PROBLEM DETAILS – From the entries that follow, reproduce exactly and only the lines from the line with "pub fn iter(&self)" to the line with "pub fn cursor_front_mut(&mut", endpoints included.

RECORD SET –
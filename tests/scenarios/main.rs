//! Scenario tests: whole runs against a scripted device

mod helpers;

mod cancellation;
mod concurrency;
mod documents;
mod failure_handling;
mod next_fallback;
mod settings_flow;
use std::collections::TryReserveError;

/// Error type for the [`SkipList`](crate::SkipList), [`SkipSet`](crate::SkipSet)
/// and [`SkipMap`](crate::SkipMap).
#[derive(Debug, Clone, PartialEq, Eq)]
pub enum Error {
  /// Indicates that the allocator refused to hand out another node
  /// because its budget of `limit` nodes is used up.
  Full {
    /// The number of nodes the allocator may hand out.
    limit: usize,
  },

  /// Indicates that the backing arena could not grow.
  Alloc(TryReserveError),

  /// Indicates that the arena has run out of node indices.
  Capacity,

  /// Indicates that the requested tower height is larger than the configured maximum height.
  HeightTooLarge {
    /// The requested height.
    height: u8,
    /// The maximum height of the skiplist.
    max: u8,
  },

  /// Indicates that two containers whose allocators neither compare equal nor
  /// propagate on swap were asked to swap.
  IncompatibleAllocators,
}

impl core::fmt::Display for Error {
  fn fmt(&self, f: &mut core::fmt::Formatter<'_>) -> core::fmt::Result {
    match self {
      Self::Full { limit } => write!(
        f,
        "allocation failed because allocator is full (limit {limit} nodes)"
      ),
      Self::Alloc(e) => write!(f, "{e}"),
      Self::Capacity => write!(f, "arena has run out of node indices"),
      Self::HeightTooLarge { height, max } => {
        write!(f, "height {height} is larger than the maximum height {max}")
      }
      Self::IncompatibleAllocators => write!(
        f,
        "cannot swap skiplists whose allocators are unequal and do not propagate on swap"
      ),
    }
  }
}

#[cfg(feature = "std")]
impl std::error::Error for Error {}

impl From<TryReserveError> for Error {
  #[inline]
  fn from(e: TryReserveError) -> Self {
    Self::Alloc(e)
  }
}
use rand::Rng;

use super::Height;

/// A tower grows by one level with probability `1 / HEIGHT_INCREASE_RATIO`.
pub(crate) const HEIGHT_INCREASE_RATIO: u32 = 4;

/// Draws a tower height from a geometric distribution with `p = 1/4`, capped at `max`.
#[inline]
pub(crate) fn random_height<R: Rng + ?Sized>(rng: &mut R, max: Height) -> Height {
  let max = max.get();
  let mut h = 1;
  while h < max && rng.random_ratio(1, HEIGHT_INCREASE_RATIO) {
    h += 1;
  }
  // h is in 1..=max, and max is a valid height.
  Height::new(h).unwrap_or(Height::MIN)
}
use arbitrary_int::u6;

use super::MAX_HEIGHT;

/// Height of a tower, the number of levels a node participates in.
///
/// A height is always in `1..=MAX_HEIGHT`, it is stored as a 6-bit unsigned integer.
#[derive(Debug, Clone, Copy, PartialEq, Eq, PartialOrd, Ord, Hash)]
pub struct Height(u6);

impl Default for Height {
  #[inline]
  fn default() -> Self {
    Self::MAX
  }
}

impl Height {
  /// The smallest height, a node with this height only lives on the bottom level.
  pub const MIN: Self = Self(u6::new(1));

  /// The largest height.
  pub const MAX: Self = Self(u6::new(MAX_HEIGHT as u8));

  /// Creates a new height, returns `None` if `height` is `0` or larger than [`MAX_HEIGHT`](crate::MAX_HEIGHT).
  ///
  /// ## Example
  ///
  /// ```rust
  /// use skl_ord::Height;
  ///
  /// assert_eq!(Height::new(4).unwrap().get(), 4);
  /// assert!(Height::new(0).is_none());
  /// assert!(Height::new(33).is_none());
  /// ```
  #[inline]
  pub const fn new(height: u8) -> Option<Self> {
    if height == 0 || height as usize > MAX_HEIGHT {
      return None;
    }
    Some(Self(u6::new(height)))
  }

  /// Returns the height as a `u8`.
  #[inline]
  pub const fn get(self) -> u8 {
    self.0.value()
  }

  /// Returns the height as a `usize`.
  #[inline]
  pub const fn to_usize(self) -> usize {
    self.0.value() as usize
  }
}

impl From<Height> for usize {
  #[inline]
  fn from(h: Height) -> Self {
    h.to_usize()
  }
}

impl From<Height> for u8 {
  #[inline]
  fn from(h: Height) -> Self {
    h.get()
  }
}

impl core::fmt::Display for Height {
  fn fmt(&self, f: &mut core::fmt::Formatter<'_>) -> core::fmt::Result {
    write!(f, "{}", self.get())
  }
}
impl<KT: KeyTraits, C, A: Allocator> SkipList<KT, C, A> {
  /// Creates an empty skiplist ordered by `cmp`, charging its nodes to `alloc`.
  #[inline]
  pub fn new_in(cmp: C, alloc: A) -> Self {
    Self::with_options_in(Options::new(), cmp, alloc)
  }

  /// Creates an empty skiplist with the given options, ordered by `cmp`, charging its nodes to `alloc`.
  pub fn with_options_in(opts: Options, cmp: C, alloc: A) -> Self {
    let rng = match opts.seed {
      Some(seed) => SmallRng::seed_from_u64(seed),
      None => SmallRng::from_os_rng(),
    };
    Self {
      storage: Storage::with_capacity(opts.capacity),
      cmp,
      alloc,
      rng,
      opts,
      _marker: PhantomData,
    }
  }

  /// Returns the number of elements.
  #[inline]
  pub fn len(&self) -> usize {
    self.storage.len()
  }

  /// Returns `true` if the skiplist holds no elements.
  #[inline]
  pub fn is_empty(&self) -> bool {
    self.len() == 0
  }

  /// Returns the number of levels in use.
  ///
  /// This is the height of the tallest tower, or `1` for an empty skiplist.
  #[inline]
  pub fn height(&self) -> u8 {
    self.storage.height as u8
  }

  /// Returns the maximum height a tower may have.
  #[inline]
  pub const fn max_height(&self) -> Height {
    self.opts.max_height
  }

  /// Returns the comparator.
  #[inline]
  pub const fn comparator(&self) -> &C {
    &self.cmp
  }

  /// Returns the allocator.
  #[inline]
  pub const fn allocator(&self) -> &A {
    &self.alloc
  }

  /// Returns the options the skiplist was created with.
  #[inline]
  pub const fn options(&self) -> &Options {
    &self.opts
  }

  /// Draws a tower height from the skiplist's level generator.
  #[inline]
  pub fn random_height(&mut self) -> Height {
    random_height(&mut self.rng, self.opts.max_height)
  }

  /// Returns the first element.
  #[inline]
  pub fn first(&self) -> Option<&KT::Value> {
    self.storage.first().map(|id| self.storage.value(id))
  }

  /// Returns the last element.
  #[inline]
  pub fn last(&self) -> Option<&KT::Value> {
    self.storage.last().map(|id| self.storage.value(id))
  }

  /// Returns an iterator over the elements in order.
  #[inline]
  pub fn iter(&self) -> Iter<'_, KT::Value> {
    Iter::new(&self.storage)
  }

  /// Returns a cursor at the first element, or at the end position if the skiplist is empty.
  #[inline]
  pub fn cursor_front(&self) -> Cursor<'_, KT::Value> {
    Cursor::new(&self.storage, self.storage.first())
  }

  /// Returns a cursor at the last element, or at the end position if the skiplist is empty.
  #[inline]
  pub fn cursor_back(&self) -> Cursor<'_, KT::Value> {
    Cursor::new(&self.storage, self.storage.last())
  }

  /// Returns a cursor at the end position.
  #[inline]
  pub fn cursor_end(&self) -> Cursor<'_, KT::Value> {
    Cursor::new(&self.storage, None)
  }

  /// Returns a mutable cursor at the first element.
  #[inline]
  pub fn cursor_front_mut(&mut self) -> CursorMut<'_, KT, C, A> {
    let current = self.storage.first();
    CursorMut::new(self, current)
  }

  /// Returns a mutable cursor at the last element.
  #[inline]
  pub fn cursor_back_mut(&mut self) -> CursorMut<'_, KT, C, A> {
    let current = self.storage.last();
    CursorMut::new(self, current)
  }

  /// Returns a mutable cursor at the end position.
  #[inline]
  pub fn cursor_end_mut(&mut self) -> CursorMut<'_, KT, C, A> {
    CursorMut::new(self, None)
  }

  /// Removes every element.
  #[inline]
  pub fn clear(&mut self) {
    self.storage.release(&self.alloc);
  }

  #[inline]
  pub(crate) fn storage_mut(&mut self) -> &mut Storage<KT::Value> {
    &mut self.storage
  }

  /// Returns a mutable reference to the element at `id`.
  ///
  /// The caller must not change the element's key.
  #[inline]
  pub(crate) fn value_mut(&mut self, id: NodeId) -> &mut KT::Value {
    &mut self.storage.arena[id].value
  }

  /// Charges a node of `height` to the allocator and stores it in the arena.
  fn alloc_node(&mut self, height: Height, value: KT::Value) -> Result<NodeId, Error> {
    let size = Node::<KT::Value>::size(height.to_usize());
    self.alloc.allocate(size)?;
    match self.storage.arena.insert(Node::new(value, height)) {
      Ok(id) => Ok(id),
      Err(e) => {
        #[cfg(feature = "tracing")]
        tracing::warn!(err = %e, "failed to grow the skiplist arena");
        self.alloc.deallocate(size);
        Err(e)
      }
    }
  }

  /// Splices `id` in after `prev[level]` on each level of its tower.
  ///
  /// `prev[level]` must be the last node ordered before `id` on `level`,
  /// `None` (the header) for levels at or above the current height.
  fn link_node(&mut self, id: NodeId, prev: &[Link; MAX_HEIGHT]) {
    let height = self.storage.arena[id].height();
    for (level, &pred) in prev.iter().enumerate().take(height) {
      let next = if level >= self.storage.height {
        None
      } else {
        self.storage.next_of(pred, level)
      };
      self.storage.arena[id].tower[level] = next;
      self.storage.set_next(pred, level, Some(id));
    }

    let node = &mut self.storage.arena[id];
    node.prev = prev[0];
    let after = node.tower[0];
    match after {
      Some(next) => self.storage.arena[next].prev = Some(id),
      None => self.storage.header.tail = Some(id),
    }

    if height > self.storage.height {
      #[cfg(feature = "tracing")]
      tracing::trace!(from = self.storage.height, to = height, "skiplist grows");
      self.storage.height = height;
    }
  }

  /// Unlinks `id` from every level, shrinks the height and frees the node.
  fn unlink_node(&mut self, id: NodeId, prev: &[Link; MAX_HEIGHT]) -> KT::Value {
    let height = self.storage.arena[id].height();
    for (level, &pred) in prev.iter().enumerate().take(height) {
      debug_assert_eq!(self.storage.next_of(pred, level), Some(id));
      let next = self.storage.arena[id].tower[level];
      self.storage.set_next(pred, level, next);
    }

    let node = &self.storage.arena[id];
    let (before, after) = (node.prev, node.tower[0]);
    match after {
      Some(next) => self.storage.arena[next].prev = before,
      None => self.storage.header.tail = before,
    }

    #[cfg(feature = "tracing")]
    let old = self.storage.height;
    while self.storage.height > 1 && self.storage.header.next[self.storage.height - 1].is_none() {
      self.storage.height -= 1;
    }
    debug_assert!(self.storage.header.next[self.storage.height..]
      .iter()
      .all(Option::is_none));
    #[cfg(feature = "tracing")]
    {
      if old != self.storage.height {
        tracing::trace!(from = old, to = self.storage.height, "skiplist shrinks");
      }
    }

    let node = self.storage.arena.remove(id);
    self
      .alloc
      .deallocate(Node::<KT::Value>::size(node.height()));
    node.value
  }

  /// Allocates a node and appends it after every other element.
  ///
  /// `last[level]` tracks the last node on each level and is updated.
  fn push_back(
    &mut self,
    height: Height,
    value: KT::Value,
    last: &mut [Link; MAX_HEIGHT],
  ) -> Result<(), Error> {
    let id = self.alloc_node(height, value)?;
    self.link_node(id, last);
    for link in last.iter_mut().take(height.to_usize()) {
      *link = Some(id);
    }
    Ok(())
  }

  /// Clears `self`, then moves every element of `source` into it, charging
  /// each node to `self`'s allocator. Either every element moves or none does.
  fn move_elements_from(&mut self, source: &mut Self) -> Result<(), Error> {
    #[cfg(feature = "tracing")]
    tracing::debug!(
      len = source.len(),
      "allocators differ, moving skiplist element by element"
    );

    self.clear();
    let max = self.opts.max_height;
    let sizes = |node: &Node<KT::Value>| {
      let height = node.tower_height().min(max);
      (height, Node::<KT::Value>::size(height.to_usize()))
    };

    self.storage.arena.try_reserve(source.len())?;
    let mut cur = source.storage.first();
    while let Some(id) = cur {
      let node = source.storage.node(id);
      if let Err(e) = self.alloc.allocate(sizes(node).1) {
        // give back what was charged so far
        let mut undo = source.storage.first();
        while undo != cur {
          let Some(uid) = undo else { break };
          let node = source.storage.node(uid);
          self.alloc.deallocate(sizes(node).1);
          undo = node.tower[0];
        }
        return Err(e);
      }
      cur = node.tower[0];
    }

    let mut src = mem::take(&mut source.storage);
    let mut last = [None; MAX_HEIGHT];
    let mut cur = src.first();
    while let Some(id) = cur {
      let node = src.arena.remove(id);
      cur = node.tower[0];
      source
        .alloc
        .deallocate(Node::<KT::Value>::size(node.height()));
      let (height, _) = sizes(&node);
      // room was reserved and the node charged above
      let new_id = self.storage.arena.insert(Node::new(node.value, height))?;
      self.link_node(new_id, &last);
      for link in last.iter_mut().take(height.to_usize()) {
        *link = Some(new_id);
      }
    }
    Ok(())
  }

  /// Moves the contents out of `self` in O(1), leaving `self` empty.
  ///
  /// The returned skiplist uses a clone of the allocator handle, so the nodes
  /// stay charged to the same allocator.
  pub fn take(&mut self) -> Self
  where
    C: Clone,
  {
    Self {
      storage: mem::take(&mut self.storage),
      cmp: self.cmp.clone(),
      alloc: self.alloc.clone(),
      rng: SmallRng::from_rng(&mut self.rng),
      opts: self.opts,
      _marker: PhantomData,
    }
  }

  /// Replaces the contents of `self` with the contents of `source`, leaving `source` empty.
  ///
  /// - If the allocator propagates on move assignment, `self` adopts the
  ///   allocator and the storage of `source`.
  /// - If the allocators compare equal, `self` adopts the storage of `source`.
  /// - Otherwise every element is moved into a node charged to `self`'s
  ///   allocator. If that fails, `self` is left empty, `source` is unchanged
  ///   and the error is returned.
  pub fn try_move_from(&mut self, source: &mut Self) -> Result<(), Error>
  where
    C: Clone,
  {
    if A::PROPAGATE_ON_MOVE_ASSIGNMENT {
      self.clear();
      self.alloc = source.alloc.clone();
    } else if !self.alloc.compatible(&source.alloc) {
      self.move_elements_from(source)?;
      self.cmp = source.cmp.clone();
      return Ok(());
    } else {
      self.clear();
    }

    self.storage = mem::take(&mut source.storage);
    self.cmp = source.cmp.clone();
    self.opts.max_height = cmp::max(self.opts.max_height, source.opts.max_height);
    Ok(())
  }

  /// Exchanges the contents of `self` and `other`.
  ///
  /// Allocators are exchanged too if they propagate on swap. If they neither
  /// propagate nor compare equal the skiplists cannot exchange storage:
  /// nothing changes and [`Error::IncompatibleAllocators`] is returned.
  pub fn try_swap(&mut self, other: &mut Self) -> Result<(), Error> {
    if A::PROPAGATE_ON_SWAP {
      mem::swap(&mut self.alloc, &mut other.alloc);
    } else if !self.alloc.compatible(&other.alloc) {
      #[cfg(feature = "tracing")]
      tracing::error!("cannot swap skiplists with incompatible allocators");
      return Err(Error::IncompatibleAllocators);
    }

    mem::swap(&mut self.storage, &mut other.storage);
    mem::swap(&mut self.cmp, &mut other.cmp);
    mem::swap(&mut self.opts, &mut other.opts);
    Ok(())
  }
}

TASK RESPONSE –
  pub fn iter(&self) -> Iter<'_, KT::Value> {
    Iter::new(&self.storage)
  }

  /// Returns a cursor at the first element, or at the end position if the skiplist is empty.
  #[inline]
  pub fn cursor_front(&self) -> Cursor<'_, KT::Value> {
    Cursor::new(&self.storage, self.storage.first())
  }

  /// Returns a cursor at the last element, or at the end position if the skiplist is empty.
  #[inline]
  pub fn cursor_back(&self) -> Cursor<'_, KT::Value> {
    Cursor::new(&self.storage, self.storage.last())
  }

  /// Returns a cursor at the end position.
  #[inline]
  pub fn cursor_end(&self) -> Cursor<'_, KT::Value> {
    Cursor::new(&self.storage, None)
  }

  /// Returns a mutable cursor at the first element.
  #[inline]
  pub fn cursor_front_mut(&mut self) -> CursorMut<'_, KT, C, A> {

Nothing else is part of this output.